Molecular Characterization of Hovenia Dulcis-Associated Virus 1 (HDaV1) and 2 (HDaV2): New Tentative Species within the Order Picornavirales

Abstract

In a systematic field survey for plant-infecting viruses, leaf tissues were collected from trees showing virus-like symptoms in Brazil. After viral enrichment, total RNA was extracted and sequenced using the MiSeq platform (Illumina). Two nearly full-length picorna-like genomes of 9534 and 8158 nucleotides were found associated with Hovenia dulcis (Rhamnaceae family). Based upon their genomic information, specific primers were synthetized and used in RT-PCR assays to identify plants hosting the viral sequences. The larger contig was tentatively named as Hovenia dulcis-associated virus 1 (HDaV1), and it exhibited low nucleotide and amino acid identities with Picornavirales species. The smaller contig was related to insect-associated members of the Dicistroviridae family but exhibited a distinct genome organization with three non-overlapping open reading frames (ORFs), and it was tentatively named as Hovenia dulcis-associated virus 2 (HDaV2). Phylogenetic analysis using the amino acid sequence of RNA-dependent RNA polymerase (RdRp) revealed that HDaV1 and HDaV2 clustered in distinct groups, and both viruses were tentatively assigned as new members of the order Picornavirales. HDaV2 was assigned as a novel species in the Dicistroviridae family. The 5' ends of both viruses are incomplete. In addition, a nucleotide composition analysis (NCA) revealed that HDaV1 and HDaV2 have similarities with invertebrate-infecting viruses, suggesting that the primary host(s) of these novel virus species remains to be discovered.

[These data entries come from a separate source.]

use std::path::Path;

use formscan::Blueprint;
use formscan::write::apply_blueprint;

use crate::shared::{read_file, read_text, write_file};

pub fn run(file: &Path, blueprint: &Path, output: &Path) -> Result<(), i32> {
    let pdf = read_file(file)?;
    let blueprint = Blueprint::from_json(&read_text(blueprint)?).map_err(|e| {
        eprintln!("Error: invalid blueprint: {e}");
        1
    })?;

    let report = apply_blueprint(&pdf, &blueprint).map_err(|e| {
        eprintln!("Error: {e}");
        1
    })?;
    write_file(output, &report.pdf)?;

    let summary = serde_json::json!({
        "output": output.display().to_string(),
        "created": report.created,
        "skipped": report.skipped,
    });
    println!("{}", serde_json::to_string_pretty(&summary).unwrap_or_default());
    Ok(())
}
use proc_macro::TokenStream;
use quote::quote;
use syn::{parse_macro_input, Item, LitStr};

/// 声明接收者类型：队列描述中的 `type` 需与此处登记的名称一致。
///
/// ```ignore
/// #[mmg_queues::receiver]
/// struct OrderCreatedHandler;
///
/// #[mmg_queues::receiver("jobs.Runner")]
/// struct JobRunner;
/// ```
#[proc_macro_attribute]
pub fn receiver(args: TokenStream, input: TokenStream) -> TokenStream {
    let alias = if args.is_empty() {
        None
    } else {
        Some(parse_macro_input!(args as LitStr))
    };
    let item = parse_macro_input!(input as Item);
    let (ident, generics) = match &item {
        Item::Struct(s) => (s.ident.clone(), &s.generics),
        Item::Enum(e) => (e.ident.clone(), &e.generics),
        other => {
            return syn::Error::new_spanned(other, "#[receiver] only supports struct or enum items")
                .to_compile_error()
                .into()
        }
    };
    if !generics.params.is_empty() {
        return syn::Error::new_spanned(generics, "#[receiver] types must not be generic")
            .to_compile_error()
            .into();
    }
    let name = alias.unwrap_or_else(|| LitStr::new(&ident.to_string(), ident.span()));
    let expanded = quote! {
        #item
        #[doc(hidden)]
        const _: () = {
            fn __receiver_type_name() -> &'static str { ::std::any::type_name::<#ident>() }
            mmg_queues::__inventory::submit! {
                mmg_queues::receivers::ReceiverRegistration { name: #name, type_name: __receiver_type_name }
            }
        };
    };
    expanded.into()
}
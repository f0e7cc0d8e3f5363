//! 子系统错误类型：对调用方暴露 `QueueError`，部署阶段逐个配置源收集 `DeploymentError`。
use std::path::PathBuf;

use thiserror::Error;

#[derive(Error, Debug)]
pub enum QueueError {
    /// 应用标识缺失或非法（名称为空等）
    #[error("invalid application: {0}")]
    InvalidApplication(String),

    /// 定位/查找未命中；与配置错误严格区分
    #[error("queue not found: {0}")]
    NotFound(String),

    #[error("invalid destination {destination:?}: {reason}")]
    InvalidDestination { destination: String, reason: String },

    /// 整个应用根目录无法枚举（单个配置源失败不会走到这里）
    #[error("discovery failed under {}: {source:#}", root.display())]
    Discovery {
        root: PathBuf,
        source: anyhow::Error,
    },

    /// 构造 connection/session/sender 任一步失败，原样上抛，不重试
    #[error("transport failure while {stage} for {queue}: {source:#}")]
    Transport {
        stage: &'static str,
        queue: String,
        source: anyhow::Error,
    },

    #[error("IO error: {0}")]
    Io(#[from] std::io::Error),

    #[error("serialization error: {0}")]
    Serialization(#[from] serde_json::Error),
}

/// Failure of one configuration source. The deployment pass records it and moves on.
#[derive(Error, Debug)]
pub enum DeploymentError {
    #[error("invalid configuration in {}: {message}", path.display())]
    InvalidConfiguration { path: PathBuf, message: String },

    #[error("failed to read descriptors from {}: {source:#}", path.display())]
    Descriptor { path: PathBuf, source: anyhow::Error },

    #[error("invalid queue definition in {}: {reason}", path.display())]
    InvalidDefinition { path: PathBuf, reason: String },

    #[error("unknown receiver type {receiver} for {destination} in {}", path.display())]
    UnknownReceiver {
        path: PathBuf,
        receiver: String,
        destination: String,
    },
}

impl DeploymentError {
    pub fn path(&self) -> &std::path::Path {
        match self {
            DeploymentError::InvalidConfiguration { path, .. }
            | DeploymentError::Descriptor { path, .. }
            | DeploymentError::InvalidDefinition { path, .. }
            | DeploymentError::UnknownReceiver { path, .. } => path,
        }
    }
}

/// Validation failure reported by a [`ConfigValidator`](crate::deploy::ConfigValidator).
#[derive(Error, Debug, Clone, PartialEq, Eq)]
#[error("{0}")]
pub struct InvalidConfiguration(pub String);

pub type Result<T = ()> = std::result::Result<T, QueueError>;
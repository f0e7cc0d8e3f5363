use smallvec::SmallVec;

use std::{collections::HashMap, fmt, sync::Arc};

use async_trait::async_trait;
use parking_lot::RwLock;
use tokio::sync::mpsc;
use uuid::Uuid;

use crate::{message::Message, sender::QueueIdentity};

#[derive(Clone, Debug, PartialEq, Eq, Hash)]
pub struct ConnectionHandle {
    pub id: Uuid,
    pub app: String,
}

#[derive(Clone, Debug, PartialEq, Eq, Hash)]
pub struct SessionHandle {
    pub id: Uuid,
    pub connection: Uuid,
}

/// Send side produced by a transport for one session and one queue.
#[async_trait]
pub trait MessageSink: Send + Sync {
    async fn send(&self, msg: Message) -> anyhow::Result<()>;
}

/// Connection stack consumed by the sender factory. Every call builds a new object;
/// pooling, if any, is the implementation's business.
pub trait Transport: Send + Sync {
    fn create_connection(&self, app_name: &str) -> anyhow::Result<ConnectionHandle>;
    fn create_session(&self, connection: &ConnectionHandle) -> anyhow::Result<SessionHandle>;
    fn create_sender(
        &self,
        session: &SessionHandle,
        queue: &QueueIdentity,
    ) -> anyhow::Result<Box<dyn MessageSink>>;

    /// Called once when the sender built on `session` is dropped.
    fn release(&self, session: &SessionHandle) {
        let _ = session;
    }

    /// Called when a session could not be opened on `connection`.
    fn release_connection(&self, connection: &ConnectionHandle) {
        let _ = connection;
    }
}

impl fmt::Debug for dyn Transport {
    fn fmt(&self, f: &mut fmt::Formatter<'_>) -> fmt::Result {
        write!(f, "Transport(..)")
    }
}

pub struct Subscription {
    rx: mpsc::Receiver<Arc<Message>>,
}
impl Subscription {
    pub async fn recv(&mut self) -> Option<Arc<Message>> {
        self.rx.recv().await
    }
}

type Subscribers = SmallVec<[mpsc::Sender<Arc<Message>>; 4]>;

/// Tokio-channel transport living inside the process: queue name -> bounded subscribers.
#[derive(Clone)]
pub struct InProcessTransport {
    inner: Arc<TransportInner>,
}

struct TransportInner {
    subs: RwLock<HashMap<String, Subscribers>>,
    // connection id -> app；session id -> connection id
    connections: RwLock<HashMap<Uuid, String>>,
    sessions: RwLock<HashMap<Uuid, Uuid>>,
    default_capacity: usize,
}

impl fmt::Debug for InProcessTransport {
    fn fmt(&self, f: &mut fmt::Formatter<'_>) -> fmt::Result {
        f.debug_struct("InProcessTransport")
            .field("connections", &self.inner.connections.read().len())
            .finish()
    }
}

impl InProcessTransport {
    pub fn new(default_capacity: usize) -> Self {
        let inner = TransportInner {
            subs: RwLock::new(HashMap::new()),
            connections: RwLock::new(HashMap::new()),
            sessions: RwLock::new(HashMap::new()),
            default_capacity,
        };
        Self {
            inner: Arc::new(inner),
        }
    }

    pub fn subscribe(&self, queue: &str) -> Subscription {
        let (tx, rx) = mpsc::channel::<Arc<Message>>(self.inner.default_capacity.max(1));
        self.inner
            .subs
            .write()
            .entry(queue.to_string())
            .or_default()
            .push(tx);
        Subscription { rx }
    }

    /// Close a connection; its sessions and senders stop working.
    pub fn close_connection(&self, connection: &ConnectionHandle) {
        // 锁顺序：先 sessions 后 connections
        let mut sessions = self.inner.sessions.write();
        sessions.retain(|_, conn| *conn != connection.id);
        self.inner.connections.write().remove(&connection.id);
    }

    pub fn open_connections(&self) -> usize {
        self.inner.connections.read().len()
    }

    pub fn open_sessions(&self) -> usize {
        self.inner.sessions.read().len()
    }
}

impl TransportInner {
    fn session_open(&self, session: Uuid) -> bool {
        match self.sessions.read().get(&session) {
            Some(conn) => self.connections.read().contains_key(conn),
            None => false,
        }
    }

    async fn publish(&self, queue: &str, msg: Message) {
        let arc = Arc::new(msg);
        let senders: Subscribers = {
            let subs = self.subs.read();
            match subs.get(queue) {
                Some(list) => list.iter().filter(|tx| !tx.is_closed()).cloned().collect(),
                None => SmallVec::new(),
            }
        };
        if senders.is_empty() {
            tracing::debug!(queue = %queue, "no subscriber; message dropped");
            return;
        }
        // try_send 快路径：先尽量非阻塞发送，剩余的再 await
        let mut pending: Subscribers = SmallVec::new();
        for tx in senders.into_iter() {
            match tx.try_send(arc.clone()) {
                Ok(()) => {}
                Err(mpsc::error::TrySendError::Full(_)) => pending.push(tx),
                Err(mpsc::error::TrySendError::Closed(_)) => {}
            }
        }
        for tx in pending {
            let _ = tx.send(arc.clone()).await;
        }
    }
}

impl Transport for InProcessTransport {
    fn create_connection(&self, app_name: &str) -> anyhow::Result<ConnectionHandle> {
        if app_name.is_empty() {
            anyhow::bail!("connection requires an application name");
        }
        let handle = ConnectionHandle {
            id: Uuid::new_v4(),
            app: app_name.to_string(),
        };
        self.inner
            .connections
            .write()
            .insert(handle.id, handle.app.clone());
        Ok(handle)
    }

    fn create_session(&self, connection: &ConnectionHandle) -> anyhow::Result<SessionHandle> {
        if !self.inner.connections.read().contains_key(&connection.id) {
            anyhow::bail!("connection {} is closed", connection.id);
        }
        let handle = SessionHandle {
            id: Uuid::new_v4(),
            connection: connection.id,
        };
        self.inner.sessions.write().insert(handle.id, connection.id);
        Ok(handle)
    }

    fn create_sender(
        &self,
        session: &SessionHandle,
        queue: &QueueIdentity,
    ) -> anyhow::Result<Box<dyn MessageSink>> {
        if !self.inner.session_open(session.id) {
            anyhow::bail!("session {} is closed", session.id);
        }
        Ok(Box::new(QueueSink {
            queue: queue.name().to_string(),
            session: session.id,
            inner: self.inner.clone(),
        }))
    }

    fn release(&self, session: &SessionHandle) {
        let mut sessions = self.inner.sessions.write();
        sessions.remove(&session.id);
        // 连接不再被任何 session 使用时一并回收
        if !sessions.values().any(|conn| *conn == session.connection) {
            self.inner.connections.write().remove(&session.connection);
        }
    }

    fn release_connection(&self, connection: &ConnectionHandle) {
        self.close_connection(connection);
    }
}

struct QueueSink {
    queue: String,
    session: Uuid,
    inner: Arc<TransportInner>,
}

#[async_trait]
impl MessageSink for QueueSink {
    async fn send(&self, msg: Message) -> anyhow::Result<()> {
        if !self.inner.session_open(self.session) {
            anyhow::bail!("session {} is closed", self.session);
        }
        self.inner.publish(&self.queue, msg).await;
        Ok(())
    }
}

Keywords: HDaV1; HDaV2; Hovenia dulcis; Picornavirales; metagenomics; virome.

Figure 1

Hovenia dulcis symptoms and viral genomic organization. (a) Virus-like symptoms observed in leaves of Hovenia dulcis: interveinal chlorosis. (b) Schematic representation of Hovenia dulcis-associated virus 1 (HDaV1) and Hovenia dulcis-associated virus 2 (HDaV2) genomic organization and sequencing coverage. All open reading frames (ORFs) are represented as arrows pointing from the 5′ to the 3′ end and are colored in grey. Nucleotide positions indicate the start and end of ORFs. ORF 1 and 1b encodes non-structural polyproteins, including putative functional domains (RNA Helicase; 3C peptidase protease; and RdRp: RNA-dependent RNA polymerase). ORF 2 encodes a structural polyprotein with capsid protein domains (Rhv: picornavirus (Rhinovirus) capsid protein-like, CrPV capsid: cricket paralysis virus capsid protein-like). Regions with low coverage are highlighted in red, and the numbered regions were confirmed by RT-PCR and Sanger sequencing.

Figure 2

Phylogeny and genomic organization of representative members of the order Picornavirales. Phylogenetic analysis based on the amino acid sequence of RdRp (RNA-dependent RNA polymerase) of members from six families within the order Picornavirales. Sequences were aligned with ClustalW [30] and the maximum likelihood tree inferred with FastTree [31]. The black circles represent nodes with aLRT ≥0.9. Hovenia dulcis-associated virus 1 (HDaV1) and Hovenia dulcis-associated virus 2 (HDaV2) are highlighted in red. The genome organization was plotted with the Evolview v3 program [34].

Figure 3

Linear discriminant analysis (LDA) used to classify viral sequences into host groups. Linear discriminant analysis comparing nucleotide composition from members of order Picornavirales with known hosts. Invertebrates-infecting viruses are shown in open red circles, plant-infecting viruses are in open green circles, and vertebrate-infecting viruses in open purple circles; Hovenia dulcis-associated virus 1 (HDaV1) is indicated by an open blue triangle, and Hovenia dulcis-associated virus 2 (HDaV2) is indicated by a solid blue triangle. Other picornaviruses (algae, protozoa, and environmental samples) are shown in open black circles.